◆ Required work
Check every line of the data below for "field". Copy each one that has it.

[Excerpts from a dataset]
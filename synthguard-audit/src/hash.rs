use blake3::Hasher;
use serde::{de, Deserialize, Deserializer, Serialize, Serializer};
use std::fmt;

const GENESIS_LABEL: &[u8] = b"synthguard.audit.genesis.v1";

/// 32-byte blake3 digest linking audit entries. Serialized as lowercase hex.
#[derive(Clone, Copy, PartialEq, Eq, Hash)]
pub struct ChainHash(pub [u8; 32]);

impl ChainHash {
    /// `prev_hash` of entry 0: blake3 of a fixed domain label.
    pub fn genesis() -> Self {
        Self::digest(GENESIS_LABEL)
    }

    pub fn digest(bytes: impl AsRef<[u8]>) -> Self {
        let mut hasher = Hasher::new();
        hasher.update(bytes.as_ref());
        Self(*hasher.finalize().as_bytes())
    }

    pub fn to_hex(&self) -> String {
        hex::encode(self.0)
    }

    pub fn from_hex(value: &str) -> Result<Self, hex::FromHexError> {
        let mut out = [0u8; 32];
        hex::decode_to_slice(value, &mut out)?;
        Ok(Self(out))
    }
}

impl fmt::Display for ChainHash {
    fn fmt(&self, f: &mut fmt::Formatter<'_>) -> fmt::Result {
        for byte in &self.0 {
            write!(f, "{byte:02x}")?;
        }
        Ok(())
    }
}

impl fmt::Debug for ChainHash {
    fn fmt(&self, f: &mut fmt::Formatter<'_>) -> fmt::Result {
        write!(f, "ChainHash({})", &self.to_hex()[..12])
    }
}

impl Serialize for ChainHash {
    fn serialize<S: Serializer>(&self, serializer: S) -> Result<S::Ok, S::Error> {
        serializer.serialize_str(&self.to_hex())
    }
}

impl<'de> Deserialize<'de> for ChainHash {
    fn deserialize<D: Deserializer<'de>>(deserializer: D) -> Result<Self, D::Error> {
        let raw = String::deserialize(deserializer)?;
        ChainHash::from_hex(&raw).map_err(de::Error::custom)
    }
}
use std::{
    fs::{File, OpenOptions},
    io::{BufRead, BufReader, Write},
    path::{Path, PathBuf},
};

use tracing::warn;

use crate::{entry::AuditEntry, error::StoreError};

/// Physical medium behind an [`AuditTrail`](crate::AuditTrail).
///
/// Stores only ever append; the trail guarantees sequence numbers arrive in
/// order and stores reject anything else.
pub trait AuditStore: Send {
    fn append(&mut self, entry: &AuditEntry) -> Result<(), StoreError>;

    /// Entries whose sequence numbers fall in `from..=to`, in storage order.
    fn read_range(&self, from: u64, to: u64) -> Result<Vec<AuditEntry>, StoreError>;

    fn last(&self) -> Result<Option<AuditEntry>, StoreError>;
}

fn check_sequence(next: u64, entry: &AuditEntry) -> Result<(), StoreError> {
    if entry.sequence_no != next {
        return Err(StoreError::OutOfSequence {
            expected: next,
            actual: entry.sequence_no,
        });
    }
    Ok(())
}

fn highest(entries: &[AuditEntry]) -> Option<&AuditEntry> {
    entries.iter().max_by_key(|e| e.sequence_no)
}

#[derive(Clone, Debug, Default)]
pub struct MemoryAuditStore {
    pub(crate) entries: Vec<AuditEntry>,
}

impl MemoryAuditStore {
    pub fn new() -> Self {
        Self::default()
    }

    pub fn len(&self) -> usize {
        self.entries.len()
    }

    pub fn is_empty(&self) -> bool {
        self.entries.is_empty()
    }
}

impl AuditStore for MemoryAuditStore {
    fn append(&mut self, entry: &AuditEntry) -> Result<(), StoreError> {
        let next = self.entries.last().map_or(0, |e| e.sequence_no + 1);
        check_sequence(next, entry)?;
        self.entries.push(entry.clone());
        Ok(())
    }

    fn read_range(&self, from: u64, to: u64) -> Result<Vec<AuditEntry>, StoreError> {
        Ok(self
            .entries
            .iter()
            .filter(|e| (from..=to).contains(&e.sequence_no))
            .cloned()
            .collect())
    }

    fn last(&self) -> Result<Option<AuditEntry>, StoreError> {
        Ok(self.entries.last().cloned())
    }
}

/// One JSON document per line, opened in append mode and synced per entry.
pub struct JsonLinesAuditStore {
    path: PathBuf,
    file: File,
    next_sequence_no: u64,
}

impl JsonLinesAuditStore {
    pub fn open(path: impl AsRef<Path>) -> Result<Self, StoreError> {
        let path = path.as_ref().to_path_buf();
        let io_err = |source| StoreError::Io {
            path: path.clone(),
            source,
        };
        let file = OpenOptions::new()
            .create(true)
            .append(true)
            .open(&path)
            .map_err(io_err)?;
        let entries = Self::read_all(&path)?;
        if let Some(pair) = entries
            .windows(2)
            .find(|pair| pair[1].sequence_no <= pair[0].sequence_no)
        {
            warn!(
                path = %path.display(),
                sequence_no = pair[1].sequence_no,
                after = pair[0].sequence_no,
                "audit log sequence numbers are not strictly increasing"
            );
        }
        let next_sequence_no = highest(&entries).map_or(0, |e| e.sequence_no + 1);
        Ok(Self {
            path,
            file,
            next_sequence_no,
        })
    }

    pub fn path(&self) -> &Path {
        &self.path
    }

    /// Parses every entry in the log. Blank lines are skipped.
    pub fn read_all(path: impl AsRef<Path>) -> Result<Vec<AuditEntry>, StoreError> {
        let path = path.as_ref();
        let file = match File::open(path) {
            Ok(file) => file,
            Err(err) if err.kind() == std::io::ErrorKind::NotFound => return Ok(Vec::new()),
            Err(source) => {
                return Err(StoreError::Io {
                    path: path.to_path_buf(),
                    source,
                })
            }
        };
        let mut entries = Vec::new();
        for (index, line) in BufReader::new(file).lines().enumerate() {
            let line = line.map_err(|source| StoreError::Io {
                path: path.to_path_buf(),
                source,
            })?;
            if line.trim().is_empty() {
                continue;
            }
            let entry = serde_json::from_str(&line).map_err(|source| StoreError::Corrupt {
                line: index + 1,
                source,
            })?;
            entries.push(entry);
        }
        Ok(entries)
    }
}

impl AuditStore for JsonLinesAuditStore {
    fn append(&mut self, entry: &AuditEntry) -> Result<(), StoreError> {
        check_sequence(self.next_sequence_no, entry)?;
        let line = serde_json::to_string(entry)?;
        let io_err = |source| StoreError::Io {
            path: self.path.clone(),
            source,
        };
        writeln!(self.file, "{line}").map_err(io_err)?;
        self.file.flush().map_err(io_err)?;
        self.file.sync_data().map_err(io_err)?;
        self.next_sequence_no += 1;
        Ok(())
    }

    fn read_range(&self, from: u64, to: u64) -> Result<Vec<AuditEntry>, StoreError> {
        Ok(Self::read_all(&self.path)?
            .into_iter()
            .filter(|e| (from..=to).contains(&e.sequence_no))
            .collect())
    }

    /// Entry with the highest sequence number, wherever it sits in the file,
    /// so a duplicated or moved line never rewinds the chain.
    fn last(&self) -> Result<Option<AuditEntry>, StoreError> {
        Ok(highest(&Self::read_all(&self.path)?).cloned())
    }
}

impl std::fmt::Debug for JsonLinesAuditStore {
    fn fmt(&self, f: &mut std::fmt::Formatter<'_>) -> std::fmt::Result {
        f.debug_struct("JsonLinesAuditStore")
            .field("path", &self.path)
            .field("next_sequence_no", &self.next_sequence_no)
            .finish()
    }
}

--

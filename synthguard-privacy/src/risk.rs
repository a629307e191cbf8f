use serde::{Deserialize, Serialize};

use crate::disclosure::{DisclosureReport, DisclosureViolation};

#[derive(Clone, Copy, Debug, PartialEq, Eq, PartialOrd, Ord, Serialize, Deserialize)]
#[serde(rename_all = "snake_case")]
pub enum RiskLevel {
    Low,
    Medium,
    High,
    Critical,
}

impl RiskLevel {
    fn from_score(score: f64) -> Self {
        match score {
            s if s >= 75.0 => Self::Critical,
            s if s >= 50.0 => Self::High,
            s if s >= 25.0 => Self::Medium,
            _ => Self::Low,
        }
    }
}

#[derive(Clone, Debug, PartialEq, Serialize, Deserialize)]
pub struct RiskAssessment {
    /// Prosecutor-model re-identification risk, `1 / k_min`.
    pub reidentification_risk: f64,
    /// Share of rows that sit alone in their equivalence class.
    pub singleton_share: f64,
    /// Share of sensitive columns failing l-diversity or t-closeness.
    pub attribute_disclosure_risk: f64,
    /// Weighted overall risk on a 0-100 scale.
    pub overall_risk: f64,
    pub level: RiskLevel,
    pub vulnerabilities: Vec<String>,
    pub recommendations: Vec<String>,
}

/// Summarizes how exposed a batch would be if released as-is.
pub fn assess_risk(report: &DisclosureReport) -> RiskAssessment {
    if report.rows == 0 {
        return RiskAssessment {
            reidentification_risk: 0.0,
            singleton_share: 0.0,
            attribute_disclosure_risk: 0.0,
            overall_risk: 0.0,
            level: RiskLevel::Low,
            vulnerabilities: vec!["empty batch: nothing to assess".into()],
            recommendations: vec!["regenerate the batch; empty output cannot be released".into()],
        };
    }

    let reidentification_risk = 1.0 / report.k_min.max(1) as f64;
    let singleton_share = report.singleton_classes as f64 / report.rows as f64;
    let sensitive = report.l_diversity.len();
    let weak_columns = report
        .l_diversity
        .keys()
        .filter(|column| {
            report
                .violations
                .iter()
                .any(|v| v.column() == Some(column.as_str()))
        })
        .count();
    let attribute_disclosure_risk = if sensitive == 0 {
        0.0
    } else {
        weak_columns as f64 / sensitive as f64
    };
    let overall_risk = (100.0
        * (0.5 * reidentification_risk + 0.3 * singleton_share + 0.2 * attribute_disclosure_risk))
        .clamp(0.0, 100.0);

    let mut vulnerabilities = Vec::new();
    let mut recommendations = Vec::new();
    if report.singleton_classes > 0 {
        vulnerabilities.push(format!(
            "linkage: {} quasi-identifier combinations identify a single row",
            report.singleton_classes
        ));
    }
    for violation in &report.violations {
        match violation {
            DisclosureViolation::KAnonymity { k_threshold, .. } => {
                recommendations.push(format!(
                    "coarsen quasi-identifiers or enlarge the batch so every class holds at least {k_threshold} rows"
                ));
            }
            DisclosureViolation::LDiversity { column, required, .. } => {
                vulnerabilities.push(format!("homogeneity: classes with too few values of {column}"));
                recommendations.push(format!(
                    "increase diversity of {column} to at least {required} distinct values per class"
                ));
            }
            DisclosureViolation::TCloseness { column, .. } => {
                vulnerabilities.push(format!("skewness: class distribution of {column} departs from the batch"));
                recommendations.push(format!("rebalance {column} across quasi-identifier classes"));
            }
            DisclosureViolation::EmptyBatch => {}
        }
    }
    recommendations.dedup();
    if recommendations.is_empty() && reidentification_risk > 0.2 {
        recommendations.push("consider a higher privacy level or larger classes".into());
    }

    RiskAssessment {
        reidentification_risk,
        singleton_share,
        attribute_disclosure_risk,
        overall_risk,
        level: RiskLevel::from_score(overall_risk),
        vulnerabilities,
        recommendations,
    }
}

◆ Solution below
            .field("path", &self.path)
            .field("next_sequence_no", &self.next_sequence_no)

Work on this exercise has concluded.